§ EXERCISE BRIEF
Would you restate word for word the lines of the listing, beginning at the first and ending with the line that holds "Accepted log levels."?

*** EXCERPTED DATA ***

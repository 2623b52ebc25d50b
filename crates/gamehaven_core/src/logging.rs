//! Core logging bootstrap and safety policy.
//!
//! # Responsibility
//! - Initialize file-based rolling logs exactly once per process.
//! - Capture panics as sanitized log events.
//!
//! # Invariants
//! - Logging init is idempotent for the same level and directory.
//! - Re-initialization with a different level or directory is rejected.
//! - Log events carry ids and counters only, never emails or passwords.

use flexi_logger::{Cleanup, Criterion, FileSpec, Logger, LoggerHandle, Naming, WriteMode};
use log::{error, info};
use once_cell::sync::OnceCell;
use std::error::Error;
use std::fmt::{Display, Formatter};
use std::path::{Path, PathBuf};

const LOG_FILE_BASENAME: &str = "gamehaven";
const MAX_LOG_FILE_SIZE_BYTES: u64 = 5 * 1024 * 1024;
const MAX_LOG_FILES: usize = 3;
const MAX_PANIC_PAYLOAD_CHARS: usize = 160;

static LOGGING_STATE: OnceCell<LoggingState> = OnceCell::new();
static PANIC_HOOK_INSTALLED: OnceCell<()> = OnceCell::new();

struct LoggingState {
    level: LogLevel,
    log_dir: PathBuf,
    _logger: LoggerHandle,
}

/// Accepted log levels.
#[derive(Debug, Clone, Copy, PartialEq, Eq)]
pub enum LogLevel {
    Trace,
    Debug,
    Info,
    Warn,
    Error,
}

impl LogLevel {
    pub fn parse(value: &str) -> Result<Self, LoggingError> {
        match value.trim().to_ascii_lowercase().as_str() {
            "trace" => Ok(Self::Trace),
            "debug" => Ok(Self::Debug),
            "info" => Ok(Self::Info),
            "warn" | "warning" => Ok(Self::Warn),
            "error" => Ok(Self::Error),
            other => Err(LoggingError::UnsupportedLevel(other.to_string())),
        }
    }

    pub fn as_str(self) -> &'static str {
        match self {
            Self::Trace => "trace",
            Self::Debug => "debug",
            Self::Info => "info",
            Self::Warn => "warn",
            Self::Error => "error",
        }
    }

    /// `debug` for debug builds, `info` for release builds.
    pub fn build_default() -> Self {
        if cfg!(debug_assertions) {
            Self::Debug
        } else {
            Self::Info
        }
    }
}

#[derive(Debug)]
pub enum LoggingError {
    UnsupportedLevel(String),
    RelativeDir(PathBuf),
    CreateDir { dir: PathBuf, source: std::io::Error },
    Backend(String),
    Conflict(String),
}

impl Display for LoggingError {
    fn fmt(&self, f: &mut Formatter<'_>) -> std::fmt::Result {
        match self {
            Self::UnsupportedLevel(level) => write!(
                f,
                "unsupported log level `{level}`; expected trace|debug|info|warn|error"
            ),
            Self::RelativeDir(dir) => {
                write!(f, "log_dir must be an absolute path, got `{}`", dir.display())
            }
            Self::CreateDir { dir, source } => write!(
                f,
                "failed to create log directory `{}`: {source}",
                dir.display()
            ),
            Self::Backend(message) => write!(f, "failed to start logger: {message}"),
            Self::Conflict(message) => write!(f, "{message}"),
        }
    }
}

impl Error for LoggingError {
    fn source(&self) -> Option<&(dyn Error + 'static)> {
        match self {
            Self::CreateDir { source, .. } => Some(source),
            _ => None,
        }
    }
}

/// Initializes core logging with `level` under `log_dir`.
///
/// # Errors
/// - `UnsupportedLevel` / `RelativeDir` for bad input.
/// - `Conflict` when logging is already active with another level or dir.
/// - `CreateDir` / `Backend` when the file logger cannot start.
pub fn init_logging(level: &str, log_dir: impl AsRef<Path>) -> Result<(), LoggingError> {
    let level = LogLevel::parse(level)?;
    let log_dir = log_dir.as_ref();
    if !log_dir.is_absolute() {
        return Err(LoggingError::RelativeDir(log_dir.to_path_buf()));
    }

    let state = LOGGING_STATE.get_or_try_init(|| start_logger(level, log_dir))?;
    ensure_same_config(state, level, log_dir)
}

/// Returns `(level, log_dir)` once logging is active.
pub fn logging_status() -> Option<(LogLevel, PathBuf)> {
    LOGGING_STATE
        .get()
        .map(|state| (state.level, state.log_dir.clone()))
}

fn start_logger(level: LogLevel, log_dir: &Path) -> Result<LoggingState, LoggingError> {
    std::fs::create_dir_all(log_dir).map_err(|source| LoggingError::CreateDir {
        dir: log_dir.to_path_buf(),
        source,
    })?;

    let logger = Logger::try_with_str(level.as_str())
        .map_err(|err| LoggingError::Backend(err.to_string()))?
        .log_to_file(
            FileSpec::default()
                .directory(log_dir)
                .basename(LOG_FILE_BASENAME),
        )
        .rotate(
            Criterion::Size(MAX_LOG_FILE_SIZE_BYTES),
            Naming::Numbers,
            Cleanup::KeepLogFiles(MAX_LOG_FILES),
        )
        .write_mode(WriteMode::BufferAndFlush)
        .append()
        .format_for_files(flexi_logger::detailed_format)
        .start()
        .map_err(|err| LoggingError::Backend(err.to_string()))?;

    install_panic_hook_once();

    info!(
        "event=app_start module=core status=ok platform={} version={} level={}",
        std::env::consts::OS,
        env!("CARGO_PKG_VERSION"),
        level.as_str()
    );

    Ok(LoggingState {
        level,
        log_dir: log_dir.to_path_buf(),
        _logger: logger,
    })
}

fn ensure_same_config(
    state: &LoggingState,
    level: LogLevel,
    log_dir: &Path,
) -> Result<(), LoggingError> {
    if state.log_dir != log_dir {
        return Err(LoggingError::Conflict(format!(
            "logging already initialized at `{}`; refusing to switch to `{}`",
            state.log_dir.display(),
            log_dir.display()
        )));
    }
    if state.level != level {
        return Err(LoggingError::Conflict(format!(
            "logging already initialized with level `{}`; refusing to switch to `{}`",
            state.level.as_str(),
            level.as_str()
        )));
    }
    Ok(())
}

fn install_panic_hook_once() {
    if PANIC_HOOK_INSTALLED.set(()).is_err() {
        return;
    }

    let previous_hook = std::panic::take_hook();
    std::panic::set_hook(Box::new(move |panic_info| {
        let location = panic_info
            .location()
            .map(|loc| format!("{}:{}", loc.file(), loc.line()))
            .unwrap_or_else(|| "unknown".to_string());
        let payload = if let Some(message) = panic_info.payload().downcast_ref::<&str>() {
            (*message).to_string()
        } else if let Some(message) = panic_info.payload().downcast_ref::<String>() {
            message.clone()
        } else {
            "non-string panic payload".to_string()
        };
        error!(
            "event=panic_captured module=core status=error location={} payload={}",
            location,
            sanitize_message(&payload, MAX_PANIC_PAYLOAD_CHARS)
        );
        previous_hook(panic_info);
    }));
}

/// Flattens newlines and caps length so one event stays on one log line.
fn sanitize_message(value: &str, max_chars: usize) -> String {
    let normalized = value.replace(['\n', '\r'], " ");
    let mut truncated = normalized.chars().take(max_chars).collect::<String>();
    if normalized.chars().count() > max_chars {
        truncated.push_str("...");
    }
    truncated
}

#[cfg(test)]
mod tests {
    use super::{init_logging, logging_status, sanitize_message, LogLevel, LoggingError};

    #[test]
    fn level_parse_accepts_aliases_and_case() {
        assert_eq!(LogLevel::parse("INFO").unwrap(), LogLevel::Info);
        assert_eq!(LogLevel::parse(" warning ").unwrap(), LogLevel::Warn);
        assert!(matches!(
            LogLevel::parse("verbose"),
            Err(LoggingError::UnsupportedLevel(_))
        ));
    }

    #[test]
    fn relative_log_dir_is_rejected() {
        let err = init_logging("info", "logs/dev").unwrap_err();
        assert!(matches!(err, LoggingError::RelativeDir(_)));
    }

    #[test]
    fn sanitize_message_removes_newlines_and_truncates() {
        let sanitized = sanitize_message("line1\nline2\rline3", 8);
        assert!(!sanitized.contains('\n'));
        assert!(!sanitized.contains('\r'));
        assert!(sanitized.ends_with("..."));
    }

    #[test]
    fn init_logging_is_idempotent_and_rejects_conflicts() {
        let dir = tempfile::tempdir().unwrap();
        let log_dir = dir.path().join("logs");
        let other_dir = dir.path().join("other");

        init_logging("info", &log_dir).unwrap();
        init_logging("INFO", &log_dir).unwrap();

        let level_err = init_logging("debug", &log_dir).unwrap_err();
        assert!(level_err.to_string().contains("refusing to switch"));
        let dir_err = init_logging("info", &other_dir).unwrap_err();
        assert!(dir_err.to_string().contains("refusing to switch"));

        let (level, active_dir) = logging_status().unwrap();
        assert_eq!(level, LogLevel::Info);
        assert_eq!(active_dir, log_dir);
    }
}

***

§ THE COMPLETED TASK
repository 2623b52ebc25d50b
filename crates/gamehaven_core/src/logging.rs
//! Core logging bootstrap and safety policy.
//!
//! # Responsibility
//! - Initialize file-based rolling logs exactly once per process.
//! - Capture panics as sanitized log events.
//!
//! # Invariants
//! - Logging init is idempotent for the same level and directory.
//! - Re-initialization with a different level or directory is rejected.
//! - Log events carry ids and counters only, never emails or passwords.

use flexi_logger::{Cleanup, Criterion, FileSpec, Logger, LoggerHandle, Naming, WriteMode};
use log::{error, info};
use once_cell::sync::OnceCell;
use std::error::Error;
use std::fmt::{Display, Formatter};
use std::path::{Path, PathBuf};

const LOG_FILE_BASENAME: &str = "gamehaven";
const MAX_LOG_FILE_SIZE_BYTES: u64 = 5 * 1024 * 1024;
const MAX_LOG_FILES: usize = 3;
const MAX_PANIC_PAYLOAD_CHARS: usize = 160;

static LOGGING_STATE: OnceCell<LoggingState> = OnceCell::new();
static PANIC_HOOK_INSTALLED: OnceCell<()> = OnceCell::new();

struct LoggingState {
    level: LogLevel,
    log_dir: PathBuf,
    _logger: LoggerHandle,
}

/// Accepted log levels.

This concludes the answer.